A terraced house in Shrewsbury town centre will soon have one of the lowest carbon footprints thanks to design and planning work undertaken by Hughes Architects.
Architectural Technologist, Henry Beddoes, worked with the client who had purchased the property close to the centre of the historic town to develop an innovative design.
The client wanted to extend and remodel the living and bedroom space of the property while reducing its carbon footprint.
“From the outset our client was passionate about ensuring the rear extension and internal remodelling would help reduce any energy loss and emissions from the property,” said Henry.
“The property itself sits within a well-known and historic part of the town centre and so we had to be sensitive to this while ensuring we could incorporate modern technology in the design that would enhance its environmental credentials.”
The remodelling work involved creating a new ground floor extension that would become a lounge, opening up to the rear garden. The project would also see the existing ground floor bathroom moved to help create a much more open space for the kitchen and a study.
Natural light – reduced energy and artificial lighting
Henry also suggested encouraging more natural light into the property, particularly the new kitchen area in the centre, by introducing a light-well in the extension roof. This, in turn, would also reduce the amount of artificial light and energy required.
The two bedrooms would also be reconfigured to allow a new shower and toilet to be created, in addition to a shower room and toilet on the ground floor.
Remodelled rooms create more space
The existing property was a typical terrace design. The two bedrooms led from a landing to cover the whole of the first floor, while occupants had to then go downstairs and through the kitchen to reach the bathroom at the rear of the ground floor.
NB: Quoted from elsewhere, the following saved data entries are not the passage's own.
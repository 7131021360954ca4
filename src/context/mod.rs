//! Per-call context carrier.
//!
//! # Data Flow
//! ```text
//! caller fills CallContext (identity, tenancy, parent trace)
//!     → http::request builds the request
//!     → propagation reads set fields into headers / baggage / span attributes
//!     → dropped when the call returns
//! ```
//!
//! # Design Decisions
//! - A field holding its "absent" value (empty string, zero, non-positive
//!   number, empty list) is never propagated downstream
//! - Metadata the pipeline itself needs (original URL, client override) is
//!   carried as typed fields, not in the string side table
//! - `extras` is a free-form table for caller metadata; last write wins

use std::collections::HashMap;

/// Identity and tenancy snapshot for one outbound call.
#[derive(Debug, Clone, Default)]
pub struct CallContext {
    /// Deployment profile (e.g. "prod", "test", "local").
    pub profile: String,
    pub trace_id: String,
    pub user_id: i64,
    /// Operator acting on behalf of the user.
    pub op_id: i64,
    pub run_as: i64,
    pub roles: String,
    /// Business-type flags.
    pub biz_types: i32,
    pub group_id: i64,
    pub platform: String,
    /// Auth token of the caller.
    pub token: String,
    pub share_token: String,
    pub remote_ip: String,
    /// Tenant / company id.
    pub company_id: i64,
    pub product: i32,
    pub products: Vec<i32>,
    pub department_ids: Vec<i64>,
    pub source: String,
    /// Millisecond timestamp the upstream request started at.
    pub since: i64,

    /// Name of a registered client to use instead of the process default.
    pub client: Option<String>,

    /// Parent tracing context, if the call is part of a trace.
    pub parent: Option<opentelemetry::Context>,

    /// Free-form caller metadata. Never propagated.
    pub extras: HashMap<String, String>,
}

impl CallContext {
    /// Context carrying only a trace id.
    pub fn with_trace_id(trace_id: impl Into<String>) -> Self {
        Self {
            trace_id: trace_id.into(),
            ..Default::default()
        }
    }

    /// Store call-scoped metadata. Overwrites any previous value for `key`.
    pub fn set_extra(&mut self, key: impl Into<String>, value: impl Into<String>) {
        self.extras.insert(key.into(), value.into());
    }

    pub fn extra(&self, key: &str) -> Option<&str> {
        self.extras.get(key).map(String::as_str)
    }

    /// Tracing context new spans and baggage hang off.
    pub fn trace_context(&self) -> opentelemetry::Context {
        self.parent
            .clone()
            .unwrap_or_else(opentelemetry::Context::current)
    }
}
//! Configuration management subsystem.
//!
//! # Data Flow
//! ```text
//! config file (TOML) or built-in defaults
//!     → loader.rs (parse & deserialize)
//!     → validation.rs (semantic checks)
//!     → RegistryConfig (validated, immutable)
//!     → http::registry builds one HttpClient per ClientConfig
//! ```
//!
//! # Design Decisions
//! - Config is immutable once loaded; clients are built from it exactly once
//! - All fields have defaults to allow minimal configs
//! - Validation separates syntactic (serde) from semantic checks

pub mod loader;
pub mod schema;
pub mod validation;

pub use loader::{load_config, parse_config, ConfigError};
pub use schema::{
    ClientConfig, LogFormat, ObservabilityConfig, Protocol, RegistryConfig, TracingMode,
    DEFAULT_TIMEOUT_SECS, HTTP11_CLIENT, HTTP2_CLIENT,
};
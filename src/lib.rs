//! Outbound HTTP client facade for service-to-service calls.
//!
//! Every call carries the caller's [`CallContext`] downstream as headers,
//! OpenTelemetry baggage, or span attributes, and is logged, counted and
//! timed on the way.
//!
//! ```text
//! CallContext ─┐
//!              ▼
//!  request ──▶ HttpClient ──▶ Transport ──▶ CallResult / live stream
//!              │
//!              ├─ propagation (headers, baggage, span attributes)
//!              └─ observability (logs, metrics, spans)
//! ```

pub mod config;
pub mod context;
pub mod error;
pub mod http;
pub mod observability;
pub mod propagation;

#[cfg(test)]
mod test_support;

pub use config::{ClientConfig, RegistryConfig};
pub use context::CallContext;
pub use error::{ClientError, TransportError};
pub use http::{ApiResult, CallResult, ClientRegistry, HttpClient};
Henry Beddoes, Architectural Technologist
“With the ground floor extension, we were able to create more space that allowed us to remodel underutilised areas in the existing building. This has resulted in the living space being much larger and open.”
Low carbon technology
Low carbon technology was introduced to the design. This included an air sourced heat pump and under-floor heating.
Solar energy has also been integrated into the main roof to provide hot water.
Hughes Architects worked with Ian Garbett of Llani Solar and Biomass, a specialist in low carbon design, to advise the client on the best methods. Photovoltaic roof and solar thermal panels
Another innovative approach would be using a Photovoltaic roof. Rather than panels being integrated on to the new or existing roof, the actual roof is made up of the panels that absorb solar energy, converting it into electricity.
Henry said: “Additional solar thermal panels will be installed to the main roof to boost the efficiency of the Air Source heat pump.
“Rather than conventional ventilation (airbricks and trickle vents), fresh air will be provided to the building via a mechanical ventilation and heat recovery system. This system uses the warm, stale air leaving the building to heat up the incoming fresh air, thus reducing overall heat loss.”
Lambs wool will also be used as insulation.
Planning permission was approved by Shropshire Council in June 2020.
“This has been an exciting project to work on, demonstrating how even in a small and old property you can create so much more space while integrating the latest technology to cut energy cost and emissions,” said Henry.